**Instructions for the task**
Set down exactly, from the records below, the line with "(new, cur.start, position" through the line with "(with all its", and nothing else.
Material for this exercise below:
impl EditEngine {
    /// Move one edge of `clip` while holding the other fixed.
    ///
    /// A start-edge trim co-adjusts the in-point by the same delta: trimming
    /// forward increases it, trimming backward decreases it. Fails without
    /// mutation if the edge would cross the opposite edge or the in-point
    /// would leave `[0, max]`.
    pub fn trim(
        timeline: &mut Timeline,
        clip: ClipId,
        layers: &[LayerId],
        edge: Edge,
        position: Time,
    ) -> Result<EditOutcome, EditError> {
        check_layers(timeline, layers);
        let cur = placed_interval(timeline, clip)?;
        let new = match edge {
            Edge::Start => {
                if position > cur.end() {
                    return Err(EditError::InvalidInterval(format!(
                        "start edge {position} would cross end {}",
                        cur.end()
                    )));
                }
                let in_point = shift_in_point(cur.in_point, cur.start, position)?;
                Interval::new(position, cur.end() - position, in_point)
            }
            Edge::End => {
                if position < cur.start {
                    return Err(EditError::InvalidInterval(format!(
                        "end edge {position} would cross start {}",
                        cur.start
                    )));
                }
                Interval::new(cur.start, position - cur.start, cur.in_point)
            }
        };
        let overlay: Overlay = vec![(clip, new)];
        timeline.validate_edit(layers, &overlay, &[])?;
        Ok(timeline.commit_edit(&overlay, &[]))
    }

    /// Move the shared edge between `clip` and its abutting neighbor(s),
    /// trading duration across the edge. The outer edges stay fixed, so the
    /// duration sum across the edge is preserved.
    pub fn roll(
        timeline: &mut Timeline,
        clip: ClipId,
        layers: &[LayerId],
        edge: Edge,
        position: Time,
    ) -> Result<EditOutcome, EditError> {
        check_layers(timeline, layers);
        let cur = placed_interval(timeline, clip)?;
        let mut overlay: Overlay = Vec::new();
        match edge {
            Edge::End => {
                if position < cur.start {
                    return Err(EditError::InvalidInterval(format!(
                        "rolled edge {position} would cross start {}",
                        cur.start
                    )));
                }
                let neighbors = abutting_clips(timeline, clip, layers, cur.end(), Edge::Start);
                if neighbors.is_empty() {
                    return Err(EditError::NoAdjacentNeighbor(edge));
                }
                overlay.push((
                    clip,
                    Interval::new(cur.start, position - cur.start, cur.in_point),
                ));
                for neighbor in neighbors {
                    let n = timeline.clip_ref(neighbor).interval();
                    if position > n.end() {
                        return Err(EditError::InvalidInterval(format!(
                            "rolled edge {position} would cross neighbor end {}",
                            n.end()
                        )));
                    }
                    let in_point = shift_in_point(n.in_point, n.start, position)?;
                    overlay.push((neighbor, Interval::new(position, n.end() - position, in_point)));
                }
            }
            Edge::Start => {
                if position > cur.end() {
                    return Err(EditError::InvalidInterval(format!(
                        "rolled edge {position} would cross end {}",
                        cur.end()
                    )));
                }
                let neighbors = abutting_clips(timeline, clip, layers, cur.start, Edge::End);
                if neighbors.is_empty() {
                    return Err(EditError::NoAdjacentNeighbor(edge));
                }
                let in_point = shift_in_point(cur.in_point, cur.start, position)?;
                overlay.push((clip, Interval::new(position, cur.end() - position, in_point)));
                for neighbor in neighbors {
                    let n = timeline.clip_ref(neighbor).interval();
                    if position < n.start {
                        return Err(EditError::InvalidInterval(format!(
                            "rolled edge {position} would cross neighbor start {}",
                            n.start
                        )));
                    }
                    overlay.push((neighbor, Interval::new(n.start, position - n.start, n.in_point)));
                }
            }
        }
        timeline.validate_edit(layers, &overlay, &[])?;
        Ok(timeline.commit_edit(&overlay, &[]))
    }

    /// Reposition `clip` without changing its duration or in-point, between
    /// its left and right neighbors. `policy` selects what happens when the
    /// requested position would cross a neighbor.
    pub fn slide(
        timeline: &mut Timeline,
        clip: ClipId,
        layers: &[LayerId],
        position: Time,
        policy: SlidePolicy,
    ) -> Result<EditOutcome, EditError> {
        check_layers(timeline, layers);
        let cur = placed_interval(timeline, clip)?;

        let mut left: Option<(ClipId, Time)> = None;
        let mut right: Option<(ClipId, Time)> = None;
        for other in sharing_clips(timeline, clip, layers) {
            let interval = timeline.clip_ref(other).interval();
            if interval.end() <= cur.start && left.map_or(true, |(_, e)| interval.end() >= e) {
                left = Some((other, interval.end()));
            }
            if interval.start >= cur.end() && right.map_or(true, |(_, s)| interval.start < s) {
                right = Some((other, interval.start));
            }
        }
        let lo = left.map_or(0, |(_, e)| e);
        let hi = match right {
            // window upper bound leaves room for the clip's own duration
            Some((id, start)) => match start.checked_sub(cur.duration) {
                Some(h) if h >= lo => Some((id, h)),
                _ => return Err(EditError::OverlapViolation(id)),
            },
            None => None,
        };

        let target = if position < lo {
            match policy {
                SlidePolicy::Clamp => lo,
                SlidePolicy::Reject => {
                    let (id, _) = left.ok_or_else(|| {
                        EditError::InvalidInterval(format!("position {position} below zero bound"))
                    })?;
                    return Err(EditError::OverlapViolation(id));
                }
            }
        } else if let Some((id, h)) = hi.filter(|(_, h)| position > *h) {
            match policy {
                SlidePolicy::Clamp => h,
                SlidePolicy::Reject => return Err(EditError::OverlapViolation(id)),
            }
        } else {
            position
        };

        let overlay: Overlay = vec![(clip, Interval::new(target, cur.duration, cur.in_point))];
        timeline.validate_edit(layers, &overlay, &[])?;
        Ok(timeline.commit_edit(&overlay, &[]))
    }

    /// Move the given edge of `clip` and push every clip after it in the
    /// affected layers by the same delta, preserving their durations.
    pub fn ripple(
        timeline: &mut Timeline,
        clip: ClipId,
        layers: &[LayerId],
        edge: Edge,
        position: Time,
    ) -> Result<EditOutcome, EditError> {
        check_layers(timeline, layers);
        let cur = placed_interval(timeline, clip)?;
        let (target_new, threshold, delta) = match edge {
            Edge::End => {
                if position < cur.start {
                    return Err(EditError::InvalidInterval(format!(
                        "end edge {position} would cross start {}",
                        cur.start
                    )));
                }
                let new = Interval::new(cur.start, position - cur.start, cur.in_point);
                (new, cur.end(), position as i128 - cur.end() as i128)
            }
            Edge::Start => {
                let new = Interval::new(position, cur.duration, cur.in_point);
                (new, cur.start, position as i128 - cur.start as i128)
            }
        };

        let mut overlay: Overlay = vec![(clip, target_new)];
        for other in layer_clips(timeline, clip, layers) {
            let interval = timeline.clip_ref(other).interval();
            if interval.start < threshold {
                continue;
            }
            let shifted = interval.start as i128 + delta;
            if shifted < 0 {
                return Err(EditError::InvalidInterval(format!(
                    "ripple would push clip start {} below zero",
                    interval.start
                )));
            }
            overlay.push((
                other,
                Interval::new(shifted as Time, interval.duration, interval.in_point),
            ));
        }
        timeline.validate_edit(layers, &overlay, &[])?;
        Ok(timeline.commit_edit(&overlay, &[]))
    }

    /// Relocate `clip` (with all its child elements) to a new start and,
    /// optionally, a new layer.
    ///
    /// Moving a clip to its current position and layer is a no-op that
    /// succeeds with an empty change set.
    pub fn move_clip(
        timeline: &mut Timeline,
        clip: ClipId,
        layers: &[LayerId],
        new_start: Time,
        new_layer: Option<LayerId>,
    ) -> Result<EditOutcome, EditError> {
        check_layers(timeline, layers);
        let cur = timeline.clip_ref(clip).interval();
        let cur_layer = timeline
            .clip_ref(clip)
            .layer()
            .ok_or(EditError::DetachedElement)?;
        let target_layer = new_layer.unwrap_or(cur_layer);
        let _ = timeline.layer_ref(target_layer);

        if new_start == cur.start && target_layer == cur_layer {
            return Ok(EditOutcome::default());
        }

        let overlay: Overlay = vec![(clip, Interval::new(new_start, cur.duration, cur.in_point))];
        let moves: Vec<(ClipId, LayerId)> = if target_layer != cur_layer {
            vec![(clip, target_layer)]
        } else {
            Vec::new()
        };
        timeline.validate_edit(layers, &overlay, &moves)?;
        Ok(timeline.commit_edit(&overlay, &moves))
    }
}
End of Material for this exercise.
**Response to this task**
                (new, cur.start, position as i128 - cur.start as i128)
            }
        };

        let mut overlay: Overlay = vec![(clip, target_new)];
        for other in layer_clips(timeline, clip, layers) {
            let interval = timeline.clip_ref(other).interval();
            if interval.start < threshold {
                continue;
            }
            let shifted = interval.start as i128 + delta;
            if shifted < 0 {
                return Err(EditError::InvalidInterval(format!(
                    "ripple would push clip start {} below zero",
                    interval.start
                )));
            }
            overlay.push((
                other,
                Interval::new(shifted as Time, interval.duration, interval.in_point),
            ));
        }
        timeline.validate_edit(layers, &overlay, &[])?;
        Ok(timeline.commit_edit(&overlay, &[]))
    }

    /// Relocate `clip` (with all its child elements) to a new start and,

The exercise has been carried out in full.